//! Raw TOML configuration data types
//!
//! These structs represent the exact structure of the TOML config file.
//! They are deserialized directly; string-typed enum fields are parsed and
//! checked by [`FileConfig::validate`].

mod extraction;
mod model;
mod output;
mod pipeline;
mod planner;

pub use extraction::FileExtractionConfig;
pub use model::{FileModelConfig, ModelKind};
pub use output::FileOutputConfig;
pub use pipeline::FilePipelineConfig;
pub use planner::FilePlannerConfig;

use nl2plan_application::PipelineConfig;
use nl2plan_domain::ConfigIssue;
use serde::{Deserialize, Serialize};

/// Complete file configuration (raw TOML structure)
#[derive(Debug, Clone, Default, PartialEq, Eq, Serialize, Deserialize)]
#[serde(default)]
pub struct FileConfig {
    /// Model names, requirements and dialect
    pub pipeline: FilePipelineConfig,
    /// Retry loop and prompt template
    pub extraction: FileExtractionConfig,
    /// Language model adapter
    pub model: FileModelConfig,
    /// External planner
    pub planner: FilePlannerConfig,
    /// Artifact locations
    pub output: FileOutputConfig,
}

impl FileConfig {
    /// Validate the entire configuration, returning all detected issues.
    ///
    /// Checks enum fields, required commands and the derived
    /// [`PipelineConfig`] (names, retries, dialect against `htn`).
    pub fn validate(&self) -> Vec<ConfigIssue> {
        let mut issues = Vec::new();

        issues.extend(self.pipeline.parse_dialect().1);
        issues.extend(self.model.validate());
        issues.extend(self.planner.validate());

        // Template placeholder is checked by the caller once the template is loaded
        let pipeline = self.to_pipeline_config(nl2plan_application::TASK_PLACEHOLDER);
        issues.extend(pipeline.validate());

        issues
    }

    /// Build the per-run configuration around a loaded prompt template.
    ///
    /// An invalid dialect string falls back to the dialect implied by `htn`.
    pub fn to_pipeline_config(&self, template: impl Into<String>) -> PipelineConfig {
        PipelineConfig::new(template)
            .with_names(&self.pipeline.domain_name, &self.pipeline.problem_name)
            .with_requirements(self.pipeline.requirements.clone())
            .with_htn(self.pipeline.htn)
            .with_dialect(self.pipeline.parse_dialect().0)
            .with_extraction(self.extraction.to_params())
            .with_save_response(self.output.save_response)
    }
}
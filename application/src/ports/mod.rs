//! Port definitions (interfaces for external adapters)
//!
//! Ports define the contracts that infrastructure adapters must implement.

pub mod artifact_store;
pub mod conversation_logger;
pub mod language_model;
pub mod planner;
pub mod progress;
//! Result formatting.

pub mod console;
pub mod formatter;
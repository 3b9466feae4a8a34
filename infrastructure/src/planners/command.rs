//! Command-backed planner.
//!
//! Runs an external planner binary on the rendered files. The command line
//! is a template: `{domain}` and `{problem}` are replaced by the shell-quoted
//! file paths. Stdout is taken as the plan.

use crate::process::{run_shell, shell_quote, ProcessError};
use async_trait::async_trait;
use nl2plan_application::ports::planner::{Planner, PlannerError};
use std::path::Path;
use std::time::Duration;
use tracing::{debug, info};

pub const DOMAIN_PLACEHOLDER: &str = "{domain}";
pub const PROBLEM_PLACEHOLDER: &str = "{problem}";

pub struct CommandPlanner {
    name: String,
    command: String,
    no_plan_markers: Vec<String>,
    timeout: Option<Duration>,
}

impl CommandPlanner {
    pub fn new(command: impl Into<String>) -> Self {
        let command = command.into();
        let name = command
            .split_whitespace()
            .next()
            .unwrap_or("planner")
            .to_string();
        Self {
            name,
            command,
            no_plan_markers: Vec::new(),
            timeout: None,
        }
    }

    /// Output fragments (case-insensitive) that mean "proved unsolvable".
    pub fn with_no_plan_markers(mut self, markers: Vec<String>) -> Self {
        self.no_plan_markers = markers.into_iter().map(|m| m.to_lowercase()).collect();
        self
    }

    pub fn with_timeout(mut self, timeout: Option<Duration>) -> Self {
        self.timeout = timeout;
        self
    }

    /// The command line with both placeholders filled.
    pub fn command_line(&self, domain_path: &Path, problem_path: &Path) -> String {
        self.command
            .replace(
                DOMAIN_PLACEHOLDER,
                &shell_quote(&domain_path.display().to_string()),
            )
            .replace(
                PROBLEM_PLACEHOLDER,
                &shell_quote(&problem_path.display().to_string()),
            )
    }

    fn no_plan_marker(&self, output: &str) -> Option<&str> {
        let output = output.to_lowercase();
        self.no_plan_markers
            .iter()
            .find(|marker| output.contains(marker.as_str()))
            .map(String::as_str)
    }
}

#[async_trait]
impl Planner for CommandPlanner {
    fn name(&self) -> &str {
        &self.name
    }

    async fn solve(&self, domain_path: &Path, problem_path: &Path) -> Result<String, PlannerError> {
        let command_line = self.command_line(domain_path, problem_path);
        info!("Running planner: {}", command_line);

        let output = run_shell(&command_line, None, self.timeout)
            .await
            .map_err(|e| match e {
                ProcessError::Timeout { secs, .. } => PlannerError::Timeout(secs),
                ProcessError::Spawn { source, .. } => PlannerError::Launch(source),
                other => PlannerError::Failed(other.to_string()),
            })?;
        debug!(
            "Planner exited with code {} ({} bytes of output)",
            output.exit_code(),
            output.stdout.len()
        );

        if let Some(marker) = self.no_plan_marker(&output.combined()) {
            return Err(PlannerError::NoPlan(format!(
                "planner output contains '{}'",
                marker
            )));
        }
        if !output.success() {
            return Err(PlannerError::Failed(format!(
                "exit code {}: {}",
                output.exit_code(),
                output.stderr.trim()
            )));
        }

        let plan = output.stdout.trim();
        if plan.is_empty() {
            return Err(PlannerError::NoPlan("planner printed no plan".to_string()));
        }
        Ok(plan.to_string())
    }
}
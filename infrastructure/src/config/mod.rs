//! Configuration file loading for nl2plan
//!
//! This module handles file I/O and merging of configuration from multiple sources.
//! The priority order (highest to lowest):
//!
//! 1. `NL2PLAN_*` environment variables
//! 2. `--config <path>` specified file
//! 3. Project root: `./nl2plan.toml` or `./.nl2plan.toml`
//! 4. XDG config: `$XDG_CONFIG_HOME/nl2plan/config.toml`
//! 5. Default values

mod file_config;
mod loader;

pub use file_config::{
    FileConfig, FileExtractionConfig, FileModelConfig, FileOutputConfig, FilePipelineConfig,
    FilePlannerConfig, ModelKind,
};
pub use loader::ConfigLoader;
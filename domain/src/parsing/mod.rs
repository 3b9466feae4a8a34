//! Entity parsers.
//!
//! Each parser turns one isolated section into typed records and a list of
//! [`ParseIssue`]s. Only missing structure is an error; malformed lines
//! are reported and skipped.

pub mod declarations;
pub mod error;
pub mod response;
pub mod state;
pub mod structured;

pub use declarations::{parse_predicates, parse_tasks, ListMode};
pub use error::{ParseError, ParseIssue, Parsed};
pub use response::parse_response;
pub use structured::{parse_action, parse_method};
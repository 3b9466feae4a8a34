//! Structured configuration issues.
//!
//! Loaders and use cases report problems as [`ConfigIssue`] values instead
//! of failing on the first one, so every problem can be shown at once.
//!
//! ```
//! use nl2plan_domain::config::validation::{validate_dialect, has_errors};
//! use nl2plan_domain::Dialect;
//!
//! let issues = validate_dialect(Some(Dialect::Pddl), true);
//! assert_eq!(issues.len(), 1);
//! assert!(!has_errors(&issues));
//! ```

use crate::planning::dialect::Dialect;

/// Severity level of a configuration issue.
#[derive(Debug, Clone, Copy, PartialEq, Eq)]
pub enum Severity {
    /// Fatal: the configuration cannot work at all.
    Error,
    /// Non-fatal: the configuration works but may not behave as expected.
    Warning,
}

/// Identifies a specific configuration issue.
#[derive(Debug, Clone, PartialEq, Eq)]
pub enum ConfigIssueCode {
    /// A string field that must name one of a fixed set of values.
    InvalidEnumValue {
        field: String,
        value: String,
        valid_values: Vec<String>,
    },
    /// A required field is empty.
    EmptyValue { field: String },
    /// `extraction.max_retries` is zero, so no query would ever be made.
    ZeroRetries,
    /// The prompt template has no `{task_desc}` placeholder.
    MissingPlaceholder,
    /// The dialect cannot express the model kind (tasks dropped or absent).
    DialectMismatch { dialect: Dialect, is_htn: bool },
}

/// A detected issue in the configuration.
#[derive(Debug, Clone, PartialEq, Eq)]
pub struct ConfigIssue {
    pub severity: Severity,
    pub code: ConfigIssueCode,
    pub message: String,
}

impl ConfigIssue {
    pub fn error(code: ConfigIssueCode, message: impl Into<String>) -> Self {
        Self {
            severity: Severity::Error,
            code,
            message: message.into(),
        }
    }

    pub fn warning(code: ConfigIssueCode, message: impl Into<String>) -> Self {
        Self {
            severity: Severity::Warning,
            code,
            message: message.into(),
        }
    }
}

/// Whether any issue is fatal.
pub fn has_errors(issues: &[ConfigIssue]) -> bool {
    issues.iter().any(|i| i.severity == Severity::Error)
}

/// Check a requested dialect against the model kind.
///
/// A hierarchical model rendered as PDDL loses its tasks; a flat model
/// rendered in an HTN dialect has no tasks to show. Both still render.
pub fn validate_dialect(requested: Option<Dialect>, is_htn: bool) -> Vec<ConfigIssue> {
    let Some(dialect) = requested else {
        return Vec::new();
    };
    if dialect.is_hierarchical() == is_htn {
        return Vec::new();
    }
    let message = if is_htn {
        format!("{} cannot express tasks; task and method sections will be dropped", dialect)
    } else {
        format!("{} requested for a non-hierarchical model; no tasks will be rendered", dialect)
    };
    vec![ConfigIssue::warning(
        ConfigIssueCode::DialectMismatch { dialect, is_htn },
        message,
    )]
}

#[cfg(test)]
mod tests {
    use super::*;

    #[test]
    fn matching_or_automatic_dialect_is_clean() {
        assert!(validate_dialect(None, true).is_empty());
        assert!(validate_dialect(Some(Dialect::Hddl), true).is_empty());
        assert!(validate_dialect(Some(Dialect::Pddl), false).is_empty());
    }

    #[test]
    fn mismatched_dialect_warns() {
        let issues = validate_dialect(Some(Dialect::Hpdl), false);
        assert_eq!(issues.len(), 1);
        assert_eq!(issues[0].severity, Severity::Warning);
        assert_eq!(
            issues[0].code,
            ConfigIssueCode::DialectMismatch {
                dialect: Dialect::Hpdl,
                is_htn: false
            }
        );
    }

    #[test]
    fn has_errors_only_counts_errors() {
        let warning = ConfigIssue::warning(ConfigIssueCode::MissingPlaceholder, "w");
        let error = ConfigIssue::error(ConfigIssueCode::ZeroRetries, "e");
        assert!(!has_errors(&[warning.clone()]));
        assert!(has_errors(&[warning, error]));
        assert!(!has_errors(&[]));
    }
}
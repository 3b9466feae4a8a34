//! Run Pipeline use case.
//!
//! [`PlanningAgent`] drives one task description through four phases:
//! extract, render, save and plan. The first failing phase ends the run
//! with a numeric [`OutcomeCode`] so batch callers can tabulate failures
//! without inspecting error types.

use crate::config::PipelineConfig;
use crate::ports::artifact_store::{ArtifactError, ArtifactStore};
use crate::ports::conversation_logger::{
    events, ConversationEvent, ConversationLogger, NoConversationLogger,
};
use crate::ports::language_model::{LanguageModel, TokenUsage};
use crate::ports::planner::{Planner, PlannerError};
use crate::ports::progress::PipelineProgress;
use crate::use_cases::assemble_model::ModelAssembler;
use nl2plan_domain::Dialect;
use serde::{Deserialize, Serialize};
use std::fmt;
use std::path::{Path, PathBuf};
use std::sync::Arc;
use tracing::{error, info};

/// The phases of a run, in execution order.
#[derive(Debug, Clone, Copy, PartialEq, Eq, Serialize, Deserialize)]
#[serde(rename_all = "lowercase")]
pub enum PipelinePhase {
    Extract,
    Render,
    Save,
    Plan,
}

impl PipelinePhase {
    pub fn as_str(&self) -> &'static str {
        match self {
            PipelinePhase::Extract => "extract",
            PipelinePhase::Render => "render",
            PipelinePhase::Save => "save",
            PipelinePhase::Plan => "plan",
        }
    }
}

impl fmt::Display for PipelinePhase {
    fn fmt(&self, f: &mut fmt::Formatter<'_>) -> fmt::Result {
        write!(f, "{}", self.as_str())
    }
}

/// Result classification of one run.
///
/// | Code | Meaning |
/// |------|---------|
/// | 0  | plan found and saved |
/// | 1  | extraction retries exhausted |
/// | 2  | rendering failed |
/// | -1 | an artifact could not be written |
/// | 3  | the planner raised |
/// | 4  | the planner found no plan |
#[derive(Debug, Clone, Copy, PartialEq, Eq, Hash, Serialize, Deserialize)]
pub enum OutcomeCode {
    Success,
    ExtractionFailed,
    RenderFailed,
    ArtifactWriteFailed,
    PlannerFailed,
    NoPlanFound,
}

impl OutcomeCode {
    pub const ALL: [OutcomeCode; 6] = [
        OutcomeCode::ArtifactWriteFailed,
        OutcomeCode::Success,
        OutcomeCode::ExtractionFailed,
        OutcomeCode::RenderFailed,
        OutcomeCode::PlannerFailed,
        OutcomeCode::NoPlanFound,
    ];

    pub fn code(&self) -> i32 {
        match self {
            OutcomeCode::ArtifactWriteFailed => -1,
            OutcomeCode::Success => 0,
            OutcomeCode::ExtractionFailed => 1,
            OutcomeCode::RenderFailed => 2,
            OutcomeCode::PlannerFailed => 3,
            OutcomeCode::NoPlanFound => 4,
        }
    }

    pub fn from_code(code: i32) -> Option<Self> {
        Self::ALL.into_iter().find(|c| c.code() == code)
    }

    pub fn is_success(&self) -> bool {
        matches!(self, OutcomeCode::Success)
    }

    pub fn description(&self) -> &'static str {
        match self {
            OutcomeCode::Success => "plan found",
            OutcomeCode::ExtractionFailed => "error in extraction",
            OutcomeCode::RenderFailed => "error in processing",
            OutcomeCode::ArtifactWriteFailed => "error writing artifacts",
            OutcomeCode::PlannerFailed => "error in planning",
            OutcomeCode::NoPlanFound => "plan unsolvable",
        }
    }
}
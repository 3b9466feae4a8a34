//! Parse errors and non-fatal parse issues.

use thiserror::Error;

/// Content errors: the response lacks something the model must provide.
///
/// These are recoverable by asking the model again; the assembler's retry
/// loop catches every variant.
#[derive(Error, Debug, Clone, PartialEq, Eq)]
pub enum ParseError {
    #[error("Could not find the '{section}' section in the output. Provide the entire response, including all headings even if some are unchanged.")]
    MissingSection { section: String },

    #[error("Could not find the '{marker}' section of {entity} '{name}' in the output. Provide the entire response, including all headings even if some are unchanged.")]
    MissingMarker {
        entity: &'static str,
        name: String,
        marker: &'static str,
    },

    #[error("Could not find the logical expression in the output. Provide the entire response, including all headings even if some are unchanged.")]
    NoLogicalExpression,

    #[error("Invalid {entity} '{name}': {reason}")]
    InvalidExpression {
        entity: &'static str,
        name: String,
        reason: String,
    },

    #[error("Empty {entity} heading in the '{section}' section. Provide the entire response, including all headings even if some are unchanged.")]
    UnnamedEntry {
        entity: &'static str,
        section: String,
    },
}

/// A recoverable anomaly found while parsing a declaration list.
///
/// Issues are reported, never fatal: the offending token or line is
/// dropped and parsing continues.
#[derive(Debug, Clone, PartialEq, Eq)]
pub enum ParseIssue {
    /// A non-blank line that is not a list entry.
    UnparseableLine { line: String },
    /// A bare token in parameter position, treated as `?token`.
    ImplicitParameter { entry: String, token: String },
    /// A `?var` token in type position, used as the type anyway.
    SuspiciousType { entry: String, token: String },
    /// Parameters left without a type at the end of a line.
    UntypedParameters { entry: String, params: Vec<String> },
    /// A trailing `-` with no type after it.
    DanglingTypeMarker { entry: String },
    /// An object line with no `- type` part.
    UntypedObject { line: String },
    /// A state line with no predicate name.
    EmptyLiteral { line: String },
    /// A state line holding a compound form other than a plain conjunction.
    CompoundLiteral { line: String },
    /// An action or method without a parameters block.
    MissingParameters { entity: &'static str, name: String },
    /// A task declared without a matching methods section.
    TaskWithoutMethods { task: String },
}

impl std::fmt::Display for ParseIssue {
    fn fmt(&self, f: &mut std::fmt::Formatter<'_>) -> std::fmt::Result {
        match self {
            ParseIssue::UnparseableLine { line } => {
                write!(f, "unable to parse the line: \"{}\"", line)
            }
            ParseIssue::ImplicitParameter { entry, token } => write!(
                f,
                "`{}` in `{}` is not correctly formatted, assuming it is a variable name",
                token, entry
            ),
            ParseIssue::SuspiciousType { entry, token } => write!(
                f,
                "`{}` in `{}` is not a valid type for a variable but is treated as one",
                token, entry
            ),
            ParseIssue::UntypedParameters { entry, params } => write!(
                f,
                "{} not followed by a type name in `{}`, discarded",
                params.join(", "),
                entry
            ),
            ParseIssue::DanglingTypeMarker { entry } => {
                write!(f, "the last type is not specified in `{}`, discarded", entry)
            }
            ParseIssue::UntypedObject { line } => {
                write!(f, "object line without a type: \"{}\"", line)
            }
            ParseIssue::EmptyLiteral { line } => {
                write!(f, "state line without a predicate: \"{}\"", line)
            }
            ParseIssue::CompoundLiteral { line } => {
                write!(f, "state line is not a single literal, discarded: \"{}\"", line)
            }
            ParseIssue::MissingParameters { entity, name } => {
                write!(f, "{} '{}' has no parameters block, assuming none", entity, name)
            }
            ParseIssue::TaskWithoutMethods { task } => {
                write!(f, "task '{}' has no methods section", task)
            }
        }
    }
}

/// A parsed value together with the issues found while producing it.
#[derive(Debug, Clone, PartialEq)]
pub struct Parsed<T> {
    pub value: T,
    pub issues: Vec<ParseIssue>,
}

impl<T> Parsed<T> {
    pub fn new(value: T, issues: Vec<ParseIssue>) -> Self {
        Self { value, issues }
    }

    pub fn map<U>(self, f: impl FnOnce(T) -> U) -> Parsed<U> {
        Parsed::new(f(self.value), self.issues)
    }

    /// Move the issues into `sink` and return the value.
    pub fn drain_into(self, sink: &mut Vec<ParseIssue>) -> T {
        sink.extend(self.issues);
        self.value
    }
}
//! Planner adapters.

pub mod command;

pub use command::CommandPlanner;
// Copyright (c) Microsoft Corporation.
// Licensed under the MIT License.

//! Integration tests for `MemoryStore`.

use std::time::Duration;

use cachetree_memory::{MemoryStore, MemoryStoreBuilder};
use cachetree_store::{CacheEntry, CacheStore};

fn block_on<F: std::future::Future>(f: F) -> F::Output {
    futures::executor::block_on(f)
}

fn key(name: &str) -> String {
    name.to_string()
}

#[test]
fn new_store_is_empty() {
    let store = MemoryStore::<String, i32>::new();
    assert_eq!(store.len(), Some(0));
    assert_eq!(store.is_empty(), Some(true));
}

#[test]
fn insert_get_and_overwrite() {
    block_on(async {
        let store = MemoryStore::<String, i32>::default();
        store.insert(&key("k"), CacheEntry::new(1)).await.unwrap();
        store.insert(&key("k"), CacheEntry::new(2)).await.unwrap();

        let entry = store.get(&key("k")).await.unwrap().expect("entry should exist");
        assert_eq!(*entry.value(), 2);
        assert!(store.get(&key("missing")).await.unwrap().is_none());
    });
}

#[test]
fn batched_operations_use_single_key_paths() {
    block_on(async {
        let store = MemoryStore::<String, i32>::new();
        store
            .insert_many(vec![(key("a"), CacheEntry::new(1)), (key("b"), CacheEntry::new(2))])
            .await
            .unwrap();

        let hits = store.get_many(&[key("a"), key("b"), key("c")]).await.unwrap();
        assert_eq!(hits.len(), 2);

        store.invalidate_many(&[key("a"), key("c")]).await.unwrap();
        assert!(store.get(&key("a")).await.unwrap().is_none());
        assert!(store.get(&key("b")).await.unwrap().is_some());
    });
}

#[test]
fn entry_ttl_expires_only_that_entry() {
    block_on(async {
        let store = MemoryStore::<String, i32>::new();
        store
            .insert(&key("short"), CacheEntry::with_ttl(1, Duration::from_millis(50)))
            .await
            .unwrap();
        store.insert(&key("long"), CacheEntry::new(2)).await.unwrap();

        std::thread::sleep(Duration::from_millis(150));

        assert!(store.get(&key("short")).await.unwrap().is_none());
        assert!(store.get(&key("long")).await.unwrap().is_some());
    });
}

#[test]
fn rewrite_without_ttl_clears_expiry() {
    block_on(async {
        let store = MemoryStore::<String, i32>::new();
        store
            .insert(&key("k"), CacheEntry::with_ttl(1, Duration::from_millis(50)))
            .await
            .unwrap();
        store.insert(&key("k"), CacheEntry::new(2)).await.unwrap();

        std::thread::sleep(Duration::from_millis(150));

        let entry = store.get(&key("k")).await.unwrap().expect("entry should survive");
        assert_eq!(*entry.value(), 2);
    });
}

#[test]
fn clear_and_len() {
    block_on(async {
        let store = MemoryStoreBuilder::<String, i32>::new().name("test").initial_capacity(8).build();
        store.insert(&key("a"), CacheEntry::new(1)).await.unwrap();
        store.insert(&key("b"), CacheEntry::new(2)).await.unwrap();
        store.run_pending_tasks().await;
        assert_eq!(store.len(), Some(2));

        store.clear().await.unwrap();
        store.run_pending_tasks().await;
        assert_eq!(store.len(), Some(0));
    });
}

#[test]
fn capacity_bound_evicts() {
    block_on(async {
        let store = MemoryStore::<u32, u32>::with_capacity(10);
        for i in 0..100 {
            store.insert(&i, CacheEntry::new(i)).await.unwrap();
        }
        store.run_pending_tasks().await;
        assert!(store.len().is_some_and(|len| len <= 10));
    });
}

+++

TASK TO COMPLETE:
Scan the material above. Copy each line that holds the word "TaskWithoutMethods".

TASK ANSWER:
    TaskWithoutMethods { task: String },
            ParseIssue::TaskWithoutMethods { task } => {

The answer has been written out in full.